General Information

Vimizim is a formulation of elosulfase alfa, which is a purified human enzyme produced by recombinant DNA technology in a Chinese hamster ovary cell line. It is an enzyme replacement therapy, presumed to include a recombinant human form of N-acetylgalactosamine-6-sulfatase.

Vimizin is specifically indicated for Mucopolysaccharidosis type IVA (MPS IVA; Morquio A syndrome).

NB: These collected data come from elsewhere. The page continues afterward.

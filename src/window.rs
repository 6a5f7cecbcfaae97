//! Context windows over the observation stream or the result log

use serde::{Deserialize, Serialize};

#[derive(Debug, Clone, Copy, PartialEq, Eq, Serialize, Deserialize)]
#[serde(rename_all = "snake_case")]
pub enum WindowSource {
    Inputs,
    Results,
}

/// Where the anchor position sits inside the window
#[derive(Debug, Clone, Copy, PartialEq, Eq, Serialize, Deserialize)]
#[serde(rename_all = "snake_case")]
pub enum WindowPosition {
    /// Anchor in the middle; the extra element of an even size goes before it
    Centered,
    /// Anchor is the last element
    Back,
    /// Anchor is the first element
    Front,
}

/// Fixed-size slice descriptor, recomputed every step
#[derive(Debug, Clone, Copy, PartialEq, Eq, Serialize, Deserialize)]
pub struct Window {
    pub source: WindowSource,
    pub size: usize,
    pub position: WindowPosition,
}

impl Window {
    pub const fn new(source: WindowSource, size: usize, position: WindowPosition) -> Self {
        Self {
            source,
            size,
            position,
        }
    }

    /// Elements required before the anchor
    pub fn before(&self) -> usize {
        match self.position {
            WindowPosition::Centered => self.size / 2,
            WindowPosition::Back => self.size.saturating_sub(1),
            WindowPosition::Front => 0,
        }
    }

    /// Elements required after the anchor
    pub fn after(&self) -> usize {
        let span = self.size.saturating_sub(1);
        span - self.before()
    }

    /// Window around `anchor`, or `None` if it does not fit in `data`
    pub fn slice<'a, T>(&self, data: &'a [T], anchor: usize) -> Option<&'a [T]> {
        if self.size == 0 {
            return None;
        }
        let start = anchor.checked_sub(self.before())?;
        let end = anchor + self.after();
        data.get(start..=end)
    }

    /// Window around `anchor`, truncated at the edges of `data`
    pub fn clamped_slice<'a, T>(&self, data: &'a [T], anchor: usize) -> &'a [T] {
        if data.is_empty() || self.size == 0 {
            return &[];
        }
        let anchor = anchor.min(data.len() - 1);
        let start = anchor.saturating_sub(self.before());
        let end = (anchor + self.after()).min(data.len() - 1);
        &data[start..=end]
    }

    /// Highest anchor whose look-ahead fits in `len` elements.
    ///
    /// Anchors near the start are not held back: the models' starting state
    /// stands in for the missing leading context.
    pub fn last_full_anchor(&self, len: usize) -> Option<usize> {
        len.checked_sub(1)?.checked_sub(self.after())
    }
}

Vimizin is supplied as a solution for intravenous administration. The recommended dose is 2 mg per kg given intravenously over a minimum range of 3.5 to 4.5 hours, based on infusion volume, once every week. Pre-treatment with antihistamines with or without antipyretics is recommended 30 to 60 minutes prior to the start of the infusion.

Clinical Results

FDA Approval
The FDA approval of Vimizin was based on a 24-week, randomized, double-blind, placebo-controlled clinical trial in 176 subjects with MPS IVA, ranging in age from 5 to 57 years. The majority of the subjects (82%) presented with a medical history of musculoskeletal conditions. At baseline, all enrolled subjects could walk more than 30 meters (m) but less than 325 m in six minutes. The subjects received Vimizin 2mg/kg every week, every other week or placebo. The primary endpoint was the change from baseline in the distance walked in six minutes (six minute walk test, 6-MWT) at Week 24. The treatment effect in the distance walked in 6 minutes, compared to placebo, was 22.5 m (CI95, 4.0, 40.9; p=0.0174) in subjects who received Vimizim 2 mg/kg once per week. There was no difference in the rate of stair climbing between treatment groups.

Mechanism of Action

Vimizim is a formulation of elosulfase alfa, which is a purified human enzyme produced by recombinant DNA technology in a Chinese hamster ovary cell line. Mucopolysaccharidoses comprise a group of lysosomal storage disorders caused by the deficiency of specific lysosomal enzymes required for the catabolism of glycosaminoglycans (GAG). Mucopolysaccharidosis IVA (MPS IVA, Morquio A Syndrome) is characterized by the absence or marked reduction in N-acetylgalactosamine-6-sulfatase activity. The sulfatase activity deficiency results in the accumulation of the GAG substrates, KS and C6S, in the lysosomal compartment of cells throughout the body. The accumulation leads to widespread cellular, tissue, and organ dysfunction. Vimizim is intended to provide the exogenous enzyme N-acetylgalactosamine-6-sulfatase that will be taken up into the lysosomes and increase the catabolism of the GAGs KS and C6S. Elosulfase alfa uptake by cells into lysosomes is mediated by the binding of mannose-6-phosphate-terminated oligosaccharide chains of elosulfase alfa to mannose-6-phosphate receptors.